PLoS Computational Biology (Oct 2007)
A stochastic view of spliceosome assembly and recycling in the nucleus.
Abstract
How splicing factors are recruited to nascent transcripts in the nucleus in order to assemble spliceosomes on newly synthesised pre-mRNAs is unknown. To address this question, we compared the intranuclear trafficking kinetics of small nuclear ribonucleoprotein particles (snRNP) and non-snRNP proteins in the presence and absence of splicing activity. Photobleaching experiments clearly show that spliceosomal proteins move continuously throughout the entire nucleus independently of ongoing transcription or splicing. Using quantitative experimental data, a mathematical model was applied for spliceosome assembly and recycling in the nucleus. The model assumes that splicing proteins move by Brownian diffusion and interact stochastically with binding sites located at different subnuclear compartments.
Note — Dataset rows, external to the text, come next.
//! License and exception records, from converter output to persisted documents.

use serde::{Deserialize, Serialize};

use crate::options::OutputOptions;

/// A secondary URL asserted to also host the license text.
#[derive(Debug, Clone, PartialEq, Serialize, Deserialize)]
#[serde(rename_all = "camelCase")]
pub struct CrossRef {
    pub order: i64,
    /// Upstream emits this as a boolean in some documents and a string in
    /// others; downstream consumers expect the string form.
    #[serde(rename = "match")]
    pub matches: String,
    pub url: String,
    pub is_valid: bool,
    pub is_live: bool,
    pub is_way_back_link: bool,
    #[serde(default, skip_serializing_if = "Option::is_none")]
    pub timestamp: Option<String>,
}

/// Everything a license converter extracts from one upstream entry.
#[derive(Debug, Clone, Default, PartialEq)]
pub struct LicenseDetails {
    pub license_id: String,
    pub name: Option<String>,
    pub license_text: Option<String>,
    pub license_text_html: Option<String>,
    pub standard_license_template: Option<String>,
    pub standard_license_header: Option<String>,
    pub standard_license_header_html: Option<String>,
    pub standard_license_header_template: Option<String>,
    pub license_comments: Option<String>,
    pub is_deprecated_license_id: bool,
    pub is_osi_approved: bool,
    pub is_fsf_libre: bool,
    pub see_also: Vec<String>,
    pub cross_ref: Vec<CrossRef>,
}

/// Everything an exception converter extracts from one upstream entry.
#[derive(Debug, Clone, Default, PartialEq)]
pub struct ExceptionDetails {
    pub license_exception_id: String,
    pub name: Option<String>,
    pub license_exception_text: Option<String>,
    pub license_exception_text_html: Option<String>,
    pub license_exception_template: Option<String>,
    pub license_comments: Option<String>,
    pub is_deprecated_license_id: bool,
    pub see_also: Vec<String>,
    pub cross_ref: Vec<CrossRef>,
}

/// A license as persisted in the licenses document.
#[derive(Debug, Clone, PartialEq, Serialize, Deserialize)]
#[serde(rename_all = "camelCase")]
pub struct License {
    #[serde(default)]
    pub name: String,
    pub license_id: String,
    #[serde(default, skip_serializing_if = "Option::is_none")]
    pub license_text: Option<String>,
    #[serde(default, skip_serializing_if = "Option::is_none")]
    pub license_text_html: Option<String>,
    #[serde(default, skip_serializing_if = "Option::is_none")]
    pub standard_license_template: Option<String>,
    #[serde(default, skip_serializing_if = "Option::is_none")]
    pub standard_license_header: Option<String>,
    #[serde(default, skip_serializing_if = "Option::is_none")]
    pub standard_license_header_html: Option<String>,
    #[serde(default, skip_serializing_if = "Option::is_none")]
    pub standard_license_header_template: Option<String>,
    #[serde(default, skip_serializing_if = "Option::is_none")]
    pub license_comments: Option<String>,
    #[serde(default)]
    pub is_deprecated: bool,
    #[serde(default)]
    pub is_osi_approved: bool,
    #[serde(default)]
    pub is_fsf_libre: bool,
    #[serde(default)]
    pub see_also: Vec<String>,
    #[serde(default)]
    pub cross_ref: Vec<CrossRef>,
    pub source: String,
}

/// A license exception as persisted in the exceptions document.
#[derive(Debug, Clone, PartialEq, Serialize, Deserialize)]
#[serde(rename_all = "camelCase")]
pub struct Exception {
    #[serde(default)]
    pub name: String,
    pub license_exception_id: String,
    #[serde(default, skip_serializing_if = "Option::is_none")]
    pub license_exception_text: Option<String>,
    #[serde(default, skip_serializing_if = "Option::is_none")]
    pub license_exception_text_html: Option<String>,
    #[serde(default, skip_serializing_if = "Option::is_none")]
    pub license_exception_template: Option<String>,
    #[serde(default, skip_serializing_if = "Option::is_none")]
    pub license_comments: Option<String>,
    #[serde(default)]
    pub is_deprecated: bool,
    #[serde(default)]
    pub see_also: Vec<String>,
    #[serde(default)]
    pub cross_ref: Vec<CrossRef>,
    pub source: String,
}

/// The persisted licenses document.
#[derive(Debug, Clone, PartialEq, Serialize, Deserialize)]
#[serde(rename_all = "camelCase")]
pub struct LicensesDocument {
    pub licenses: Vec<License>,
    pub version: String,
    /// ISO 8601 timestamp string.
    pub release_date: String,
}

/// The persisted exceptions document.
#[derive(Debug, Clone, PartialEq, Serialize, Deserialize)]
#[serde(rename_all = "camelCase")]
pub struct ExceptionsDocument {
    pub exceptions: Vec<Exception>,
    pub version: String,
    /// ISO 8601 timestamp string.
    pub release_date: String,
}

/// A record with a unique key inside its document.
pub trait RegistryEntry {
    fn id(&self) -> &str;
}

impl RegistryEntry for License {
    fn id(&self) -> &str {
        &self.license_id
    }
}

impl RegistryEntry for Exception {
    fn id(&self) -> &str {
        &self.license_exception_id
    }
}

impl LicenseDetails {
    /// Project the converter output onto the persisted shape.
    ///
    /// Returns `None` for entries without an identifier; those never reach a
    /// document.
    pub fn into_record(self, options: &OutputOptions, source: &str) -> Option<License> {
        if self.license_id.is_empty() {
            return None;
        }
        Some(License {
            name: self.name.unwrap_or_default(),
            license_id: self.license_id,
            license_text: keep_unless(options.exclude_text, self.license_text),
            license_text_html: keep_unless(options.exclude_html, self.license_text_html),
            standard_license_template: keep_unless(
                options.exclude_templates,
                self.standard_license_template,
            ),
            standard_license_header: keep_unless(options.exclude_text, self.standard_license_header),
            standard_license_header_html: keep_unless(
                options.exclude_html,
                self.standard_license_header_html,
            ),
            standard_license_header_template: keep_unless(
                options.exclude_templates,
                self.standard_license_header_template,
            ),
            license_comments: keep_unless(options.exclude_comments, self.license_comments),
            is_deprecated: self.is_deprecated_license_id,
            is_osi_approved: self.is_osi_approved,
            is_fsf_libre: self.is_fsf_libre,
            see_also: self.see_also,
            cross_ref: self.cross_ref,
            source: source.to_string(),
        })
    }
}

impl ExceptionDetails {
    /// Project the converter output onto the persisted shape.
    pub fn into_record(self, options: &OutputOptions, source: &str) -> Option<Exception> {
        if self.license_exception_id.is_empty() {
            return None;
        }
        Some(Exception {
            name: self.name.unwrap_or_default(),
            license_exception_id: self.license_exception_id,
            license_exception_text: keep_unless(options.exclude_text, self.license_exception_text),
            license_exception_text_html: keep_unless(
                options.exclude_html,
                self.license_exception_text_html,
            ),
            license_exception_template: keep_unless(
                options.exclude_templates,
                self.license_exception_template,
            ),
            license_comments: keep_unless(options.exclude_comments, self.license_comments),
            is_deprecated: self.is_deprecated_license_id,
            see_also: self.see_also,
            cross_ref: self.cross_ref,
            source: source.to_string(),
        })
    }
}

fn keep_unless(excluded: bool, value: Option<String>) -> Option<String> {
    if excluded { None } else { value }
}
Inhibition of splicing, which reduces the number of pre-mRNA binding sites available for spliceosome assembly, was modeled as a decrease in the on-rate binding constant in the nucleoplasm. Simulation of microscopy experiments before and after splicing inhibition yielded results consistent with the experimental observations. Taken together, our data argue against the view that spliceosomal components are stored in nuclear speckles until a signal triggers their recruitment to nascent transcripts. Rather, the results suggest that splicing proteins are constantly diffusing throughout the entire nucleus and collide randomly and transiently with pre-mRNAs.